MAK facilities include:
- 20 classrooms equipped with LCD projectors, TVs, Chromecast, and Apple TVs
- two music rooms ready for band and strings Orchestra
- a library
- a computer lab and multi-media lab
- two science labs
- an air-conditioned, indoor gymnasium
- an outdoor basketball/volleyball court
- two soccer fields
- a 300-meter sand-and-concrete track
- a weight/fitness room
- an outdoor covered play area
- a makerspace and tinker lab

== Student body ==
The K-12 enrollment at MAK is about 380 (as of 2019). The faculty to student ratio is about 1:5.

== History ==
Morrison Christian Academy started over 50 years ago in Taichung in a bamboo hut with six children. Soon after its inception, missionary groups quickly got organized and expanded this school to thirty-five students, and named the school after Robert Morrison, the first Protestant missionary to mainland China.

In Kaohsiung, many missionary children went to the U.S. Department of Defense School, but when it closed in 1974, they were without a school.

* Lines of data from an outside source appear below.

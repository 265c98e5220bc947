//! Remote tool-call bridge - core types, helpers, and built-in tool implementations.
//!
//! The bridge answers six agent tool calls (`read_file`, `write_file`,
//! `edit_file`, `glob`, `grep`, `bash`) by driving two remote primitives: a
//! file primitive ([`transport::RemoteFs`]) and a single persistent shell
//! channel ([`transport::ShellChannel`]). See [`bridge::Bridge`] for the entry
//! point.

pub mod bridge;
pub mod builtins;
pub mod config;
pub mod exec;
pub mod glob;
pub mod hooks;
pub mod overrides;
pub mod paths;
pub mod process;
pub mod search;
pub mod transport;
pub mod write_cache;

pub use bridge::{Bridge, BridgeBuilder};
pub use config::{ExecMode, SshConfig, ToolSettings};
pub use exec::{CommandExecutor, SentinelExecutor, SshExecutor};
pub use hooks::{
    ChannelNotifier, FileUpdate, ReviewDecision, ReviewGate, ReviewRequest, UpdateNotifier,
};
pub use overrides::EditOverrides;
pub use paths::{PathResolver, ResolveError};
pub use transport::{RemoteFs, ShellChannel, TransportError};
pub use write_cache::WriteCache;

use std::collections::HashMap;
use std::future::Future;
use std::pin::Pin;
use std::sync::Arc;
use std::time::Duration;

use outpost_types::{RemotePath, ToolDefinition};
use serde_json::Value;

/// Tool execution future type alias.
pub type ToolFut<'a> = Pin<Box<dyn Future<Output = Result<String, ToolError>> + Send + 'a>>;

/// Error types for tool execution.
///
/// None of these cross the tool-call boundary: [`Bridge::call`] renders every
/// variant into an error [`outpost_types::ToolCallResult`].
#[derive(Debug, thiserror::Error)]
pub enum ToolError {
    #[error("Bad tool args: {message}")]
    BadArgs { message: String },
    #[error("Unknown tool: {name}")]
    UnknownTool { name: String },
    #[error("Duplicate tool registered: {name}")]
    DuplicateTool { name: String },
    #[error("old_string not found in {path}")]
    NotFound { path: RemotePath },
    #[error(
        "old_string matches {count} locations in {path}; include more surrounding context to make it unique"
    )]
    Ambiguous { path: RemotePath, count: usize },
    #[error("Command timed out after {}ms", .elapsed.as_millis())]
    TimedOut { elapsed: Duration },
    #[error(transparent)]
    Transport(#[from] TransportError),
    #[error("Change to {path} rejected{}", .reason.as_deref().map(|r| format!(": {r}")).unwrap_or_default())]
    Rejected {
        path: RemotePath,
        reason: Option<String>,
    },
    #[error("Search tool not available on remote host: {tool}")]
    UnsupportedTool { tool: String },
    #[error("Tool execution failed: {tool}: {message}")]
    ExecutionFailed { tool: String, message: String },
    /// A command ran to completion with a non-zero status. `output` already
    /// carries the exit code for the caller.
    #[error("{output}")]
    CommandFailed { exit_code: i32, output: String },
}

/// A tool the bridge can dispatch to.
pub trait ToolExecutor: Send + Sync {
    fn name(&self) -> &'static str;
    fn description(&self) -> &'static str;
    fn schema(&self) -> Value;
    fn is_side_effecting(&self) -> bool;
    fn execute<'a>(&'a self, args: Value, ctx: &'a ToolCtx) -> ToolFut<'a>;
}

pub(crate) fn parse_args<T: serde::de::DeserializeOwned>(args: &Value) -> Result<T, ToolError> {
    serde_json::from_value(args.clone()).map_err(|e| ToolError::BadArgs {
        message: e.to_string(),
    })
}

/// Tool registry keyed by tool name.
#[derive(Default)]
pub struct ToolRegistry {
    executors: HashMap<String, Box<dyn ToolExecutor>>,
}

impl ToolRegistry {
    pub fn register(&mut self, executor: Box<dyn ToolExecutor>) -> Result<(), ToolError> {
        let name = executor.name().to_string();
        if self.executors.contains_key(&name) {
            return Err(ToolError::DuplicateTool { name });
        }
        self.executors.insert(name, executor);
        Ok(())
    }

    pub fn lookup(&self, name: &str) -> Result<&dyn ToolExecutor, ToolError> {
        self.executors
            .get(name)
            .map(std::convert::AsRef::as_ref)
            .ok_or_else(|| ToolError::UnknownTool {
                name: name.to_string(),
            })
    }

    #[must_use]
    pub fn definitions(&self) -> Vec<ToolDefinition> {
        let mut defs: Vec<ToolDefinition> = self
            .executors
            .values()
            .map(|exec| ToolDefinition::new(exec.name(), exec.description(), exec.schema()))
            .collect();
        defs.sort_by(|a, b| a.name.cmp(&b.name));
        defs
    }
}

/// Shared state every tool handler runs against.
///
/// One `ToolCtx` lives inside each [`Bridge`]; the write cache and override
/// mailbox are scoped to it rather than to the process.
pub struct ToolCtx {
    pub resolver: PathResolver,
    pub fs: Arc<dyn RemoteFs>,
    pub executor: Arc<dyn CommandExecutor>,
    pub write_cache: WriteCache,
    pub overrides: EditOverrides,
    pub review_gate: Option<Arc<dyn ReviewGate>>,
    pub notifier: Option<Arc<dyn UpdateNotifier>>,
    pub settings: ToolSettings,
}

impl ToolCtx {
    /// Context with default settings, fresh state, and no hooks.
    pub fn new(
        resolver: PathResolver,
        fs: Arc<dyn RemoteFs>,
        executor: Arc<dyn CommandExecutor>,
    ) -> Self {
        Self {
            resolver,
            fs,
            executor,
            write_cache: WriteCache::default(),
            overrides: EditOverrides::default(),
            review_gate: None,
            notifier: None,
            settings: ToolSettings::default(),
        }
    }
}

impl std::fmt::Debug for ToolCtx {
    fn fmt(&self, f: &mut std::fmt::Formatter<'_>) -> std::fmt::Result {
        f.debug_struct("ToolCtx")
            .field("resolver", &self.resolver)
            .field("write_cache", &self.write_cache)
            .field("overrides", &self.overrides)
            .field("review_gate", &self.review_gate.is_some())
            .field("notifier", &self.notifier.is_some())
            .field("settings", &self.settings)
            .finish_non_exhaustive()
    }
}

/// Validate arguments against a JSON schema.
pub fn validate_args(schema: &Value, args: &Value) -> Result<(), ToolError> {
    let validator = jsonschema::validator_for(schema).map_err(|e| ToolError::BadArgs {
        message: format!("Invalid tool schema: {e}"),
    })?;
    let result = validator.validate(args);
    if let Err(err) = result {
        return Err(ToolError::BadArgs {
            message: err.to_string(),
        });
    }
    Ok(())
}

Morrison Academy opened a K-8 school (called Morrison Academy Kaohsiung) near Cheng Ching Lake.

In two years, the school grew from three teachers and thirty-three students to four teachers and forty-five students. The school expanded further by building a six-classroom school at Kao Tan. The school moved again in 1996, back to Cheng Ching Lake and shared a campus with the Da Hua Elementary School in Fengshan. In 2000, they opened the current MAK campus.